What the press should have known about health reform
October 5, 2010

During the health reform debate, the Obama administration stuck to its mantra—the law would bring competition to health care, which would in turn lower the price of health insurance. Last week, a couple of articles indicated that the opposite may be happening in the health care business. There are some big road blocks in the way to the promised land of “affordable” health insurance.

Reed Abelson of The New York Times, who knows her onions on this stuff, reported that Principal Financial Group in Des Moines had just announced that it was exiting the health insurance business. Some 800,000 people who have employer-group coverage through Principal will now have to choose coverage from one of its competitors during open enrollment this fall. Guess what? The biggest insurer of them all, United Health Group, has agreed to offer policies to Principal’s customers. Eight hundred thousand customers is a hefty chunk of new business for a company that has been super strategic over the last decade, swallowing the small fry to rule the insurance kingdom today.

Daniel J. Houston, a senior executive at Principal, told Abelson that United is “clearly going to be a long-term player in this market.” Principal was not, and is leaving the market to concentrate on its other products, rather than make investments needed to be a competitive seller of health insurance. Iowa’s long-time insurance commissioner Susan Voss tried to play down the significance of Principal’s decision, telling Politico that the company was going to leave the market anyway.

Yet Voss voiced concern that maybe the much-touted competition was in jeopardy. Like other state insurance commissioners, she had asked for a waiver from a provision in the law that requires carriers selling in the small group and individual markets to pay out 80 percent of the premiums collected in medical expenses—in other words, they have to give patients more bang for their bucks. She’s concerned that small insurers are not able to meet that benchmark. Uh oh! Begging for exceptions from the law already? That brings other consequences, but I will save them for another post.

Other carriers are making similar decisions that further consolidate a market already dominated by four big national players and a few strong regional ones. Test driving the new government consumer help website, the prompts led me to the health insurance guide published by the New York Department of Insurance. It said Health Net was no longer selling policies in the state after the first of the year, but noted that policyholders could transfer to Oxford—which, unfortunately for consumers, did not offer the cheapest alternatives for those buying in the individual market.

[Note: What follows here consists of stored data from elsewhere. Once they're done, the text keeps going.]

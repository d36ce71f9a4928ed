//! Book API: REST CRUD and reports for a book catalogue kept as JSON documents.

pub mod error;
pub mod extractors;
pub mod handlers;
pub mod query;
pub mod reports;
pub mod response;
pub mod routes;
pub mod schema;
pub mod service;
pub mod settings;
pub mod sql;
pub mod state;
pub mod store;

pub use error::{install_environment, AppError, ConfigError};
pub use routes::{app, book_routes, common_routes};
pub use service::BookService;
pub use settings::{Environment, Settings, StorageBackend};
pub use state::AppState;
pub use store::{BookStore, MemoryBookStore, PgBookStore};
//! SQL for the Postgres store: fixed identifiers, every value a parameter.

mod builder;
pub mod params;
pub use builder::*;
pub use params::*;
//! Query-string features as pure stages over `QuerySpec`.

use crate::query::spec::{
    Comparison, Condition, Predicate, Projection, QuerySpec, RequestQuery, SortKey,
};
use crate::schema::book::{CREATED_AT_FIELD, VERSION_FIELD};
use regex::Regex;
use std::sync::OnceLock;

/// Keys consumed by sort, limit_fields and paginate; never filters.
pub const RESERVED_KEYS: &[&str] = &["page", "sort", "limit", "fields"];
pub const DEFAULT_PAGE: u64 = 1;
pub const DEFAULT_LIMIT: u64 = 100;
pub const MAX_LIMIT: u64 = 1000;

pub type Stage = fn(QuerySpec, &RequestQuery) -> QuerySpec;

/// Applied in this order by `build`.
pub const STAGES: [(&str, Stage); 4] = [
    ("filter", filter),
    ("sort", sort),
    ("limit_fields", limit_fields),
    ("paginate", paginate),
];

pub fn build(query: &RequestQuery) -> QuerySpec {
    STAGES
        .iter()
        .fold(QuerySpec::default(), |spec, (_, stage)| stage(spec, query))
}

fn operator_key() -> Option<&'static Regex> {
    static RE: OnceLock<Option<Regex>> = OnceLock::new();
    RE.get_or_init(|| Regex::new(r"^([^\[\]]+)\[([^\[\]]*)\]$").ok())
        .as_ref()
}

/// Split `field[op]` into its parts; `None` for plain keys.
fn split_operator(key: &str) -> Option<(&str, &str)> {
    let caps = operator_key()?.captures(key)?;
    Some((caps.get(1)?.as_str(), caps.get(2)?.as_str()))
}

fn add_equality(filter: &mut Vec<Predicate>, field: &str, value: &str) {
    let existing = filter.iter_mut().find(|p| {
        p.field == field && matches!(p.condition, Condition::Compare(Comparison::Eq, _) | Condition::AnyOf(_))
    });
    let Some(existing) = existing else {
        filter.push(Predicate {
            field: field.to_string(),
            condition: Condition::Compare(Comparison::Eq, value.to_string()),
        });
        return;
    };
    existing.condition = match std::mem::replace(&mut existing.condition, Condition::AnyOf(Vec::new())) {
        Condition::Compare(_, first) => Condition::AnyOf(vec![first, value.to_string()]),
        Condition::AnyOf(mut values) => {
            values.push(value.to_string());
            Condition::AnyOf(values)
        }
    };
}

pub fn filter(mut spec: QuerySpec, query: &RequestQuery) -> QuerySpec {
    for (key, value) in query.pairs() {
        if RESERVED_KEYS.contains(&key.as_str()) {
            continue;
        }
        match split_operator(key) {
            Some((field, op)) => match Comparison::from_operator(op) {
                Some(cmp) => spec.filter.push(Predicate {
                    field: field.to_string(),
                    condition: Condition::Compare(cmp, value.clone()),
                }),
                None => tracing::debug!(key = %key, "ignoring unsupported filter operator"),
            },
            None => add_equality(&mut spec.filter, key, value),
        }
    }
    spec
}

pub fn sort(mut spec: QuerySpec, query: &RequestQuery) -> QuerySpec {
    let keys: Vec<SortKey> = query
        .get("sort")
        .map(|s| {
            s.split(',')
                .map(str::trim)
                .filter_map(|entry| match entry.strip_prefix('-') {
                    Some(field) if !field.is_empty() => Some(SortKey::desc(field)),
                    Some(_) => None,
                    None if !entry.is_empty() => Some(SortKey::asc(entry)),
                    None => None,
                })
                .collect()
        })
        .unwrap_or_default();
    spec.sort = if keys.is_empty() {
        vec![SortKey::desc(CREATED_AT_FIELD)]
    } else {
        keys
    };
    spec
}

pub fn limit_fields(mut spec: QuerySpec, query: &RequestQuery) -> QuerySpec {
    let entries: Vec<&str> = query
        .get("fields")
        .map(|s| s.split(',').map(str::trim).filter(|e| !e.is_empty() && *e != "-").collect())
        .unwrap_or_default();
    spec.projection = if entries.is_empty() {
        Projection::Exclude(vec![VERSION_FIELD.to_string()])
    } else if entries.iter().all(|e| e.starts_with('-')) {
        Projection::Exclude(entries.iter().map(|e| e[1..].to_string()).collect())
    } else {
        Projection::Include(
            entries
                .iter()
                .filter(|e| !e.starts_with('-'))
                .map(|e| e.to_string())
                .collect(),
        )
    };
    spec
}

fn positive(query: &RequestQuery, key: &str) -> Option<u64> {
    query.get(key)?.trim().parse::<u64>().ok().filter(|n| *n > 0)
}

pub fn paginate(mut spec: QuerySpec, query: &RequestQuery) -> QuerySpec {
    let page = positive(query, "page").unwrap_or(DEFAULT_PAGE);
    let limit = positive(query, "limit").unwrap_or(DEFAULT_LIMIT).min(MAX_LIMIT);
    spec.skip = (page - 1).saturating_mul(limit);
    spec.limit = Some(limit);
    spec
}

But they could get an Oxford policy without a new application and without having to prove they are medically fit. They could, of course, try to get cheaper insurance—but they would bump into that pesky problem of medical underwriting, and might not qualify.

Then there was the news that WellPoint and Cigna will no longer issue separate policies to children. The new law says they must give them coverage, even if they are really sick. The advocacy community reacted with moans and groans. But what did they expect? Insurance companies are not charitable institutions, and a bunch of claims from kids with cancer or cystic fibrosis is likely to affect profits and, yes, the premiums that everyone else will pay to cover these claims. The insurers were simply trying to limit their risk, which they would be expected to do.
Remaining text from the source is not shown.